--- Exercise ---
Take the listing below and reproduce it in full. Change nothing.

--- Dataset excerpts ---
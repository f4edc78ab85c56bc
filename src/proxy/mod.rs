//! Egress proxy for sandboxed executions.
//!
//! Every outbound request from a payload passes through here. The proxy
//! decides (via hooks), records (via the audit log), and either forwards,
//! synthesizes a denial, or returns a mock.

pub mod audit;
pub mod headers;
pub mod hooks;
pub mod http;

pub use audit::{AuditEntry, AuditLog};
pub use headers::{HeaderFilter, REDACTION_MARKER, SENSITIVE_HEADER_PREFIX, is_hop_by_hop_header};
pub use hooks::{
    DenyAllHook, MockResponse, PolicyRequestHook, RequestContext, RequestDecision, RequestHook,
    ResponseDecision, ResponseHook,
};
pub use http::EgressProxy;

use std::sync::Arc;
use std::sync::atomic::{AtomicBool, AtomicU64};

use tokio::sync::RwLock;

use crate::config::Config;
use crate::error::Result;
use crate::policy::Policy;

/// Builds a configured [`EgressProxy`] for one execution.
pub struct ProxyBuilder {
    filter_sensitive_headers: bool,
    policy: Arc<Policy>,
    request_hooks: Vec<Arc<dyn RequestHook>>,
    response_hooks: Vec<Arc<dyn ResponseHook>>,
}

impl ProxyBuilder {
    pub fn new() -> Self {
        Self {
            filter_sensitive_headers: true,
            policy: Arc::new(Policy::deny_all()),
            request_hooks: vec![],
            response_hooks: vec![],
        }
    }

    /// Seed builder defaults from the engine configuration.
    pub fn from_config(config: &Config) -> Self {
        Self {
            filter_sensitive_headers: config.filter_sensitive_headers,
            ..Self::new()
        }
    }

    /// Install the policy-enforcing request hook (policied mode).
    pub fn policied(mut self) -> Self {
        self.request_hooks.push(Arc::new(PolicyRequestHook));
        self
    }

    /// Set the initial active policy.
    pub fn with_policy(mut self, policy: Arc<Policy>) -> Self {
        self.policy = policy;
        self
    }

    pub fn with_request_hook(mut self, hook: Arc<dyn RequestHook>) -> Self {
        self.request_hooks.push(hook);
        self
    }

    pub fn with_response_hook(mut self, hook: Arc<dyn ResponseHook>) -> Self {
        self.response_hooks.push(hook);
        self
    }

    pub fn filter_sensitive_headers(mut self, enabled: bool) -> Self {
        self.filter_sensitive_headers = enabled;
        self
    }

    pub fn build(self) -> EgressProxy {
        // The upstream client must ignore ambient proxy variables (it would
        // otherwise route through itself) and must not follow redirects:
        // the payload sees 3xx responses and decides.
        let client = reqwest::Client::builder()
            .redirect(reqwest::redirect::Policy::none())
            .no_proxy()
            .build()
            .unwrap_or_default();

        EgressProxy::from_state(http::ProxyState {
            request_hooks: self.request_hooks,
            response_hooks: self.response_hooks,
            header_filter: HeaderFilter::new(self.filter_sensitive_headers),
            audit: Arc::new(AuditLog::new()),
            policy: RwLock::new(self.policy),
            client,
            request_count: AtomicU64::new(0),
            running: AtomicBool::new(false),
        })
    }

    /// Build and start the proxy on the given port.
    pub async fn build_and_start(self, port: u16) -> Result<EgressProxy> {
        let proxy = self.build();
        proxy.start(port).await?;
        Ok(proxy)
    }
}

impl Default for ProxyBuilder {
    fn default() -> Self {
        Self::new()
    }
}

--- Answer to this problem ---
repository f4edc78ab85c56bc
filename src/proxy/mod.rs
//! Egress proxy for sandboxed executions.
//!
//! Every outbound request from a payload passes through here. The proxy
//! decides (via hooks), records (via the audit log), and either forwards,
//! synthesizes a denial, or returns a mock.

pub mod audit;
pub mod headers;
pub mod hooks;
pub mod http;

pub use audit::{AuditEntry, AuditLog};
pub use headers::{HeaderFilter, REDACTION_MARKER, SENSITIVE_HEADER_PREFIX, is_hop_by_hop_header};
pub use hooks::{
    DenyAllHook, MockResponse, PolicyRequestHook, RequestContext, RequestDecision, RequestHook,
    ResponseDecision, ResponseHook,
};
pub use http::EgressProxy;

use std::sync::Arc;
use std::sync::atomic::{AtomicBool, AtomicU64};

use tokio::sync::RwLock;

use crate::config::Config;
use crate::error::Result;
use crate::policy::Policy;

/// Builds a configured [`EgressProxy`] for one execution.
pub struct ProxyBuilder {
    filter_sensitive_headers: bool,
    policy: Arc<Policy>,
    request_hooks: Vec<Arc<dyn RequestHook>>,
    response_hooks: Vec<Arc<dyn ResponseHook>>,
}

impl ProxyBuilder {
    pub fn new() -> Self {
        Self {
            filter_sensitive_headers: true,
            policy: Arc::new(Policy::deny_all()),
            request_hooks: vec![],
            response_hooks: vec![],
        }
    }

    /// Seed builder defaults from the engine configuration.
    pub fn from_config(config: &Config) -> Self {
        Self {
            filter_sensitive_headers: config.filter_sensitive_headers,
            ..Self::new()
        }
    }

    /// Install the policy-enforcing request hook (policied mode).
    pub fn policied(mut self) -> Self {
        self.request_hooks.push(Arc::new(PolicyRequestHook));
        self
    }

    /// Set the initial active policy.
    pub fn with_policy(mut self, policy: Arc<Policy>) -> Self {
        self.policy = policy;
        self
    }

    pub fn with_request_hook(mut self, hook: Arc<dyn RequestHook>) -> Self {
        self.request_hooks.push(hook);
        self
    }

    pub fn with_response_hook(mut self, hook: Arc<dyn ResponseHook>) -> Self {
        self.response_hooks.push(hook);
        self
    }

    pub fn filter_sensitive_headers(mut self, enabled: bool) -> Self {
        self.filter_sensitive_headers = enabled;
        self
    }

    pub fn build(self) -> EgressProxy {
        // The upstream client must ignore ambient proxy variables (it would
        // otherwise route through itself) and must not follow redirects:
        // the payload sees 3xx responses and decides.
        let client = reqwest::Client::builder()
            .redirect(reqwest::redirect::Policy::none())
            .no_proxy()
            .build()
            .unwrap_or_default();

        EgressProxy::from_state(http::ProxyState {
            request_hooks: self.request_hooks,
            response_hooks: self.response_hooks,
            header_filter: HeaderFilter::new(self.filter_sensitive_headers),
            audit: Arc::new(AuditLog::new()),
            policy: RwLock::new(self.policy),
            client,
            request_count: AtomicU64::new(0),
            running: AtomicBool::new(false),
        })
    }

    /// Build and start the proxy on the given port.
    pub async fn build_and_start(self, port: u16) -> Result<EgressProxy> {
        let proxy = self.build();
        proxy.start(port).await?;
        Ok(proxy)
    }
}

impl Default for ProxyBuilder {
    fn default() -> Self {
        Self::new()
    }
}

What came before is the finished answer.